--- DATA ---
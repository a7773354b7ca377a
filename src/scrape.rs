//! Scrape run: for each subreddit, fetch pages, extract images, dedupe, download.
//!
//! Failures never escape a subreddit. A failed page is reported and the next cursor is
//! tried; a failed image is counted and the next image is tried; a subreddit whose
//! directory cannot be created is reported and the run moves on.

use crate::dedupe::Deduplicator;
use crate::download::{DownloadOutcome, Downloader};
use crate::extract::{LinkExtractor, SkippedEntry};
use crate::model::Image;
use crate::reddit::{FeedClient, HttpGet, ScrapeError, FRONTPAGE, MAX_PAGE_SIZE};
use std::path::{Path, PathBuf};

/// Images per subreddit when no limit (or an out-of-range one) is given.
pub const DEFAULT_LIMIT: u32 = 50;
/// Largest accepted per-subreddit limit.
pub const MAX_LIMIT: u32 = 500;

/// Limits of 0 or above [MAX_LIMIT] fall back to [DEFAULT_LIMIT].
pub fn clamp_limit(limit: u32) -> u32 {
    if limit == 0 || limit > MAX_LIMIT {
        DEFAULT_LIMIT
    } else {
        limit
    }
}

/// `(cursor, page_limit)` for each page needed to cover `limit` posts.
pub fn page_cursors(limit: u32) -> Vec<(u32, u32)> {
    (0..limit)
        .step_by(MAX_PAGE_SIZE as usize)
        .map(|cursor| (cursor, (limit - cursor).min(MAX_PAGE_SIZE)))
        .collect()
}

/// What to scrape and where to put it.
#[derive(Debug, Clone)]
pub struct ScrapeOptions {
    pub output_dir: PathBuf,
    /// Posts to request per subreddit; see [clamp_limit].
    pub limit: u32,
    /// Prepend the site-wide front page to the subreddit list.
    pub front_page: bool,
    /// Write every image into `output_dir` instead of one directory per subreddit.
    pub root_folder_only: bool,
    pub subreddits: Vec<String>,
}

impl ScrapeOptions {
    /// Subreddits in processing order, front page first when enabled.
    pub fn subreddit_list(&self) -> Vec<String> {
        let mut list = Vec::with_capacity(self.subreddits.len() + 1);
        if self.front_page {
            list.push(FRONTPAGE.to_string());
        }
        list.extend(self.subreddits.iter().map(|s| s.trim().to_string()));
        list
    }

    pub fn directory_for(&self, subreddit: &str) -> PathBuf {
        if self.root_folder_only {
            self.output_dir.clone()
        } else {
            self.output_dir.join(subreddit)
        }
    }
}

/// Why an image was not downloaded without that being a failure.
#[derive(Debug)]
pub enum ImageSkip<'e> {
    /// No image id could be derived from the link.
    NoImageId,
    /// Already handled earlier in this run for the same subreddit.
    Duplicate,
    AlreadyOnDisk(&'e Path),
    /// The downloader declined: unsupported asset or a conflicting file.
    Declined(&'e ScrapeError),
}

/// Progress reported during a run.
#[derive(Debug)]
pub enum ScrapeEvent<'e> {
    SubredditStarted {
        subreddit: &'e str,
        directory: &'e Path,
    },
    PageFetched {
        subreddit: &'e str,
        cursor: u32,
        images: usize,
    },
    PageFailed {
        subreddit: &'e str,
        cursor: u32,
        error: &'e ScrapeError,
    },
    EntrySkipped {
        subreddit: &'e str,
        entry: &'e SkippedEntry,
    },
    Downloading {
        image: &'e Image,
    },
    Downloaded {
        image: &'e Image,
        path: &'e Path,
    },
    ImageSkipped {
        image: &'e Image,
        reason: ImageSkip<'e>,
    },
    ImageFailed {
        image: &'e Image,
        error: &'e ScrapeError,
    },
    SubredditFailed {
        subreddit: &'e str,
        error: &'e ScrapeError,
    },
    /// All pages read; `images` distinct image ids were handled.
    SubredditFinished {
        subreddit: &'e str,
        images: usize,
    },
}

/// Counts for a finished run.
#[derive(Debug, Default, Clone, PartialEq, Eq)]
pub struct ScrapeSummary {
    pub downloaded: usize,
    pub skipped: usize,
    pub failed: usize,
    pub failed_subreddits: Vec<String>,
}

impl ScrapeSummary {
    pub fn processed(&self) -> usize {
        self.downloaded + self.skipped + self.failed
    }
}

/// Drives feed client, extractor, deduplicator, and downloader over a subreddit list.
pub struct Scraper<'a> {
    http: &'a mut dyn HttpGet,
    feed: FeedClient,
    extractor: LinkExtractor,
    downloader: Downloader,
    dedupe: Deduplicator,
    on_event: Option<&'a dyn Fn(&ScrapeEvent<'_>)>,
}

impl<'a> Scraper<'a> {
    pub fn new(
        http: &'a mut dyn HttpGet,
        feed: FeedClient,
        extractor: LinkExtractor,
        downloader: Downloader,
    ) -> Self {
        Self {
            http,
            feed,
            extractor,
            downloader,
            dedupe: Deduplicator::new(),
            on_event: None,
        }
    }

    /// Report progress to `callback`.
    pub fn on_event(mut self, callback: &'a dyn Fn(&ScrapeEvent<'_>)) -> Self {
        self.on_event = Some(callback);
        self
    }

    /// Scrape every subreddit in order. Never fails; see [ScrapeSummary] for what happened.
    pub fn run(&mut self, options: &ScrapeOptions) -> ScrapeSummary {
        let mut summary = ScrapeSummary::default();
        for subreddit in options.subreddit_list() {
            if let Err(error) = self.scrape_subreddit(&subreddit, options, &mut summary) {
                self.emit(&ScrapeEvent::SubredditFailed {
                    subreddit: &subreddit,
                    error: &error,
                });
                summary.failed_subreddits.push(subreddit);
            }
        }
        summary
    }

    fn scrape_subreddit(
        &mut self,
        subreddit: &str,
        options: &ScrapeOptions,
        summary: &mut ScrapeSummary,
    ) -> Result<(), ScrapeError> {
        let limit = clamp_limit(options.limit);
        // Reject a bad name before touching the filesystem.
        self.feed.request_url(subreddit, limit, 0)?;

        let directory = options.directory_for(subreddit);
        std::fs::create_dir_all(&directory).map_err(|e| ScrapeError::io(&directory, e))?;
        self.emit(&ScrapeEvent::SubredditStarted {
            subreddit,
            directory: &directory,
        });

        for (cursor, page_limit) in page_cursors(limit) {
            let doc = match self
                .feed
                .fetch(&mut *self.http, subreddit, page_limit, cursor)
            {
                Ok(doc) => doc,
                Err(error) => {
                    self.emit(&ScrapeEvent::PageFailed {
                        subreddit,
                        cursor,
                        error: &error,
                    });
                    continue;
                }
            };
            if doc.entries.is_empty() {
                break;
            }

            let extraction = self.extractor.extract(&doc);
            for entry in &extraction.skipped {
                self.emit(&ScrapeEvent::EntrySkipped { subreddit, entry });
            }
            self.emit(&ScrapeEvent::PageFetched {
                subreddit,
                cursor,
                images: extraction.images.len(),
            });

            for mut image in extraction.images {
                if image.subreddit.is_empty() {
                    image.subreddit = subreddit.to_string();
                }
                self.process_image(subreddit, &directory, &image, summary);
            }
        }
        self.emit(&ScrapeEvent::SubredditFinished {
            subreddit,
            images: self.dedupe.seen_count(subreddit),
        });
        Ok(())
    }

    fn process_image(
        &mut self,
        subreddit: &str,
        directory: &Path,
        image: &Image,
        summary: &mut ScrapeSummary,
    ) {
        if !self.dedupe.should_download(subreddit, &image.image_id) {
            let reason = if image.is_downloadable() {
                ImageSkip::Duplicate
            } else {
                ImageSkip::NoImageId
            };
            summary.skipped += 1;
            self.emit(&ScrapeEvent::ImageSkipped { image, reason });
            return;
        }
        self.dedupe.mark_downloaded(subreddit, &image.image_id);

        self.emit(&ScrapeEvent::Downloading { image });
        match self.downloader.download(&mut *self.http, directory, image) {
            Ok(DownloadOutcome::Saved(path)) => {
                summary.downloaded += 1;
                self.emit(&ScrapeEvent::Downloaded { image, path: &path });
            }
            Ok(DownloadOutcome::AlreadyExists(path)) => {
                summary.skipped += 1;
                self.emit(&ScrapeEvent::ImageSkipped {
                    image,
                    reason: ImageSkip::AlreadyOnDisk(&path),
                });
            }
            Err(error) if error.is_skip() => {
                summary.skipped += 1;
                self.emit(&ScrapeEvent::ImageSkipped {
                    image,
                    reason: ImageSkip::Declined(&error),
                });
            }
            Err(error) => {
                summary.failed += 1;
                self.emit(&ScrapeEvent::ImageFailed {
                    image,
                    error: &error,
                });
            }
        }
    }

    fn emit(&self, event: &ScrapeEvent<'_>) {
        if let Some(callback) = self.on_event {
            callback(event);
        }
    }
}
---
(TRY IT):
Using the records above, restate word for word the lines from the one with "for (cursor, page_limit)" through the one with "for entry in", both included.

(ANSWER BELOW):
        for (cursor, page_limit) in page_cursors(limit) {
            let doc = match self
                .feed
                .fetch(&mut *self.http, subreddit, page_limit, cursor)
            {
                Ok(doc) => doc,
                Err(error) => {
                    self.emit(&ScrapeEvent::PageFailed {
                        subreddit,
                        cursor,
                        error: &error,
                    });
                    continue;
                }
            };
            if doc.entries.is_empty() {
                break;
            }

            let extraction = self.extractor.extract(&doc);
            for entry in &extraction.skipped {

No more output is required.